The Quiet Outperformer: Why EM Bonds Deserve a Second Look
18 July 2025
Read Time 4 MIN
The fundamental case for investing in emerging markets (EM) bonds has been building for some time, but investors have shown little interest in the asset class over the past several years. However, this might be changing. Ongoing tariff drama has served as a catalyst, but the long-term drivers of this shift are not new, and could be set to continue. Recent and longer-term returns reflect this. Emerging markets bonds have strongly outperformed U.S. and global aggregate bonds this year, as well as investment grade and high yield U.S. credit. Longer term, emerging markets bonds have been quietly outperforming the U.S. and global broad markets over the past decade, and in particular since 2022. Investors should remember that past performance is no guarantee of future results.

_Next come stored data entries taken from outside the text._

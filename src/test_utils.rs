use std::path::Path;
use std::path::PathBuf;

pub fn tests_path() -> PathBuf {
    Path::new(file!())
        .parent()
        .map(|p| p.join("../tests"))
        .unwrap_or_else(|| PathBuf::from("tests"))
}

pub fn assert_float_is_close(x: f64, y: f64) {
    assert!((x - y).abs() < 1e-10, "{} {}", x, y)
}

pub fn assert_float_is_close_high_error(x: f64, y: f64) {
    assert!((x - y).abs() < 1e-6, "{} {}", x, y)
}
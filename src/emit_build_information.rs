use log::debug;
use serde::Serialize;

#[derive(Serialize)]
struct BuildInfo {
    version: &'static str,
    timestamp: &'static str,
    opt_level: &'static str,
    target_triple: &'static str,
    rustc: &'static str,
}

pub fn emit_build_information() {
    let build_info = BuildInfo {
        version: env!("CARGO_PKG_VERSION"),
        timestamp: env!("VERGEN_BUILD_TIMESTAMP"),
        opt_level: env!("VERGEN_CARGO_OPT_LEVEL"),
        target_triple: env!("VERGEN_CARGO_TARGET_TRIPLE"),
        rustc: env!("VERGEN_RUSTC_SEMVER"),
    };
    match serde_yaml::to_string(&build_info) {
        Ok(text) => debug!("Build information:\n{}", text),
        Err(e) => debug!("Could not serialize build information: {}", e),
    }
}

EM Bonds Have Outperformed Global and U.S. Markets Over the Last Decade
Source: Morningstar as of 31/05/2025. EM Bonds is represented by the 50% J.P. Morgan EMBI Global Diversified Index/50% J.P. Morgan GBI-EM Global Diversified Index; Global Broad Market is represented by the ICE BofA Global Broad Market Index; U.S. Broad Market is represented by the ICE BofA US Broad Market Index. Performance figures are shown in U.S. dollars (USD). Returns may increase or decrease as a result of currency fluctuations. Past performance is no guarantee of future results. Index performance is not representative of fund performance. It is not possible to invest directly in an index.
Key Risks
- Currency fluctuations can materially affect returns on emerging-market (EM) bonds, particularly when bonds are issued in local currencies.
- Sovereign and corporate issuers in EM countries face higher default and restructuring risk than developed-market issuers.

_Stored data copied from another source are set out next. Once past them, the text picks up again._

use log::trace;
use num::Zero;

use crate::algebra::dilog::Dilogarithm;
use crate::algebra::number::Real;
use crate::algebra::Precision;
use crate::algebra::Scalar;
use crate::error::PtolemyError;
use crate::error::Result;

/// The six edge coordinates of one (small) tetrahedron and its
/// orientation.
#[derive(Clone, Debug, PartialEq)]
pub struct PtolemyCochain<S> {
    pub sign: i32,
    pub c01: S,
    pub c02: S,
    pub c03: S,
    pub c12: S,
    pub c13: S,
    pub c23: S,
}

/// `log(c²) / 2`, refusing arguments whose square is close to the
/// negative real axis.
fn log_of_square<S: Scalar>(c: &S, precision: &Precision) -> Result<S> {
    let square = c.clone() * c.clone();
    if !(square.re() > S::Real::zero() || !precision.is_small(&square.im())) {
        return Err(PtolemyError::numerical(
            "logarithm of square near branch cut",
            vec![c.to_complex()],
        ));
    }
    Ok(square.ln() / S::from_integer(2))
}

fn signed<R: Real>(sign: i32, value: R) -> R {
    if sign < 0 {
        -value
    } else {
        value
    }
}

impl<S: Scalar> PtolemyCochain<S> {
    /// Edge coordinates in the order 01, 02, 03, 12, 13, 23.
    pub fn new(sign: i32, edges: [S; 6]) -> Self {
        let [c01, c02, c03, c12, c13, c23] = edges;
        Self {
            sign,
            c01,
            c02,
            c03,
            c12,
            c13,
            c23,
        }
    }

    fn values(&self) -> Vec<num::Complex<f64>> {
        [&self.c01, &self.c02, &self.c03, &self.c12, &self.c13, &self.c23]
            .iter()
            .map(|c| c.to_complex())
            .collect()
    }

    /// The Ptolemy relation `c03 c12 = ±c01 c23 ± c02 c13` must hold
    /// for one choice of signs.
    pub fn check_consistency(&self, precision: &Precision) -> Result<()> {
        let c01c23 = self.c01.clone() * self.c23.clone();
        let c02c13 = self.c02.clone() * self.c13.clone();
        let c03c12 = self.c03.clone() * self.c12.clone();
        let residuals = [
            -c03c12.clone() - c01c23.clone() + c02c13.clone(),
            -c03c12.clone() + c01c23.clone() + c02c13.clone(),
            c03c12.clone() - c01c23.clone() + c02c13.clone(),
            c03c12 + c01c23 + c02c13,
        ];
        if residuals.iter().any(|r| precision.is_negligible(r)) {
            Ok(())
        } else {
            Err(PtolemyError::numerical(
                "Ptolemy relation violated by cochain",
                self.values(),
            ))
        }
    }

    pub fn w_triple(&self, precision: &Precision) -> Result<WTriple<S>> {
        self.check_consistency(precision)?;
        let l01 = log_of_square(&self.c01, precision)?;
        let l02 = log_of_square(&self.c02, precision)?;
        let l03 = log_of_square(&self.c03, precision)?;
        let l12 = log_of_square(&self.c12, precision)?;
        let l13 = log_of_square(&self.c13, precision)?;
        let l23 = log_of_square(&self.c23, precision)?;
        let w = WTriple {
            sign: self.sign,
            w0: l03.clone() + l12.clone() - l02.clone() - l13.clone(),
            w1: l02 + l13 - l01.clone() - l23.clone(),
            w2: l01 + l23 - l03 - l12,
        };
        w.check_consistency(precision)?;
        Ok(w)
    }
}

/// Logarithmic edge invariants of a tetrahedron. They sum to zero.
#[derive(Clone, Debug, PartialEq)]
pub struct WTriple<S> {
    pub sign: i32,
    pub w0: S,
    pub w1: S,
    pub w2: S,
}

impl<S: Scalar> WTriple<S> {
    fn values(&self) -> Vec<num::Complex<f64>> {
        vec![self.w0.to_complex(), self.w1.to_complex(), self.w2.to_complex()]
    }

    /// `1 = ±exp(w0) ± exp(-w1)` for one choice of signs, and
    /// `w0 + w1 + w2 = 0`.
    pub fn check_consistency(&self, precision: &Precision) -> Result<()> {
        let one = S::one();
        let e0 = self.w0.exp();
        let e1 = (-self.w1.clone()).exp();
        let residuals = [
            one.clone() - e0.clone() - e1.clone(),
            one.clone() + e0.clone() - e1.clone(),
            one.clone() - e0.clone() + e1.clone(),
            one + e0 + e1,
        ];
        if !residuals.iter().any(|r| precision.is_negligible(r)) {
            return Err(PtolemyError::numerical(
                "w triple does not satisfy the Ptolemy relation",
                self.values(),
            ));
        }
        let sum = self.w0.clone() + self.w1.clone() + self.w2.clone();
        if !precision.is_negligible(&sum) {
            return Err(PtolemyError::numerical(
                "w triple does not sum to zero",
                self.values(),
            ));
        }
        Ok(())
    }

    /// The candidate `z` with its branch integers and the residual of
    /// `w2 + log z - log(1 - z) + (p + q) πi = 0`.
    fn candidate(&self, z: S, precision: &Precision) -> (ZpqTriple<S>, f64) {
        let one_minus_z = S::one() - z.clone();
        if precision.is_negligible(&one_minus_z) {
            return (
                ZpqTriple {
                    sign: self.sign,
                    z,
                    p: 0,
                    q: 0,
                },
                0.0,
            );
        }
        let pi_i = S::pi_i(precision);
        let log_z = z.ln();
        let log_one_minus_z = one_minus_z.ln();
        let p = ((self.w0.clone() - log_z.clone()) / pi_i.clone()).re().round();
        let q = ((self.w1.clone() + log_one_minus_z.clone()) / pi_i.clone()).re().round();
        let (p, q, residual) = match (p, q) {
            (Some(p), Some(q)) => {
                let residual = self.w2.clone() + log_z - log_one_minus_z + pi_i.scale(p + q);
                (p, q, residual.abs().to_f64())
            }
            _ => (0, 0, f64::INFINITY),
        };
        (
            ZpqTriple {
                sign: self.sign,
                z,
                p,
                q,
            },
            residual,
        )
    }

    /// Tries `z = ±exp(w0)` and keeps the one with the smaller residual.
    pub fn zpq_triple(&self, precision: &Precision) -> Result<ZpqTriple<S>> {
        let z = self.w0.exp();
        let (first, first_residual) = self.candidate(z.clone(), precision);
        let (second, second_residual) = self.candidate(-z, precision);
        let (best, residual) = if first_residual < second_residual {
            (first, first_residual)
        } else {
            (second, second_residual)
        };
        trace!(
            "zpq triple z = {}, p = {}, q = {}, residual {:e}",
            best.z,
            best.p,
            best.q,
            residual
        );
        if residual > precision.epsilon {
            return Err(PtolemyError::numerical(
                format!("no branch for w triple, best residual {:e}", residual),
                self.values(),
            ));
        }
        Ok(best)
    }
}

/// An element of the extended Bloch group: a shape `z` with branch
/// integers `p`, `q`.
#[derive(Clone, Debug, PartialEq)]
pub struct ZpqTriple<S> {
    pub sign: i32,
    pub z: S,
    pub p: i64,
    pub q: i64,
}

impl<S: Scalar> ZpqTriple<S> {
    /// `z = 1` describes a flat tetrahedron, which contributes nothing.
    pub fn is_degenerate(&self, precision: &Precision) -> bool {
        precision.is_negligible(&(S::one() - self.z.clone()))
    }

    /// Bloch–Wigner dilogarithm `arg(1 - z) log|z| + Im Li₂(z)`.
    pub fn volume(&self, dilog: &Dilogarithm<S>, precision: &Precision) -> S::Real {
        if self.is_degenerate(precision) {
            return S::Real::zero();
        }
        let one_minus_z = S::one() - self.z.clone();
        let value = one_minus_z.arg() * self.z.abs().ln() + dilog.eval(&self.z).im();
        signed(self.sign, value)
    }

    /// Rogers dilogarithm `Li₂(z) + (log z + pπi)(log(1 - z) + qπi)/2 - π²/6`.
    pub fn l_function(&self, dilog: &Dilogarithm<S>, precision: &Precision) -> S {
        if self.is_degenerate(precision) {
            return S::zero();
        }
        let pi_i = S::pi_i(precision);
        let one_minus_z = S::one() - self.z.clone();
        let value = dilog.eval(&self.z)
            + (self.z.ln() + pi_i.scale(self.p)) * (one_minus_z.ln() + pi_i.scale(self.q))
                / S::from_integer(2)
            + pi_i.clone() * pi_i / S::from_integer(6);
        value.scale(i64::from(self.sign))
    }
}

/// Volume and complex volume (volume + i CS) of a collection of
/// cochains. The real part of the complex volume has to agree with the
/// separately computed volume.
pub fn complex_volume<S: Scalar>(
    cochains: &[PtolemyCochain<S>],
    dilog: &Dilogarithm<S>,
    precision: &Precision,
) -> Result<(S::Real, S)> {
    let mut volume = S::Real::zero();
    let mut l_sum = S::zero();
    for cochain in cochains {
        let zpq = cochain.w_triple(precision)?.zpq_triple(precision)?;
        volume = volume + zpq.volume(dilog, precision);
        l_sum = l_sum + zpq.l_function(dilog, precision);
    }
    let complex_volume = l_sum / S::i();
    if !precision.is_small(&(volume.clone() - complex_volume.re())) {
        return Err(PtolemyError::numerical(
            "volume and complex volume do not match",
            vec![num::Complex::new(volume.to_f64(), 0.0), complex_volume.to_complex()],
        ));
    }
    Ok((volume, complex_volume))
}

- Political instability, capital-control measures and lower market liquidity can increase price volatility and may delay or prevent exit.
- High-yield EM bonds carry elevated credit and downgrade risk; investors could lose some or all of their capital.
Performance Is Speaking Loudly
A key driver in this outperformance is the higher yield. As of May 31, 2025 EM bonds yielded 7.5%, a 2.8% increase over the broad U.S. bond market and more than 3% above the 10-year U.S. Treasury bond yield. In addition to these high nominal yields, real yields in emerging markets have been significantly higher than those in developed markets, favoring the case for local currency bonds in particular. Central banks have demonstrated a strong focus on keeping inflation under control, by hiking rates far before most developed markets and keeping real rates high. High real rates support emerging markets foreign exchange (EMFX) rates, providing central banks flexibility to ease rates if needed to support economic growth. Further, fundamental metrics, such as debt-to-GDP ratios, fiscal deficits, and current account balances compare favorably to developed markets.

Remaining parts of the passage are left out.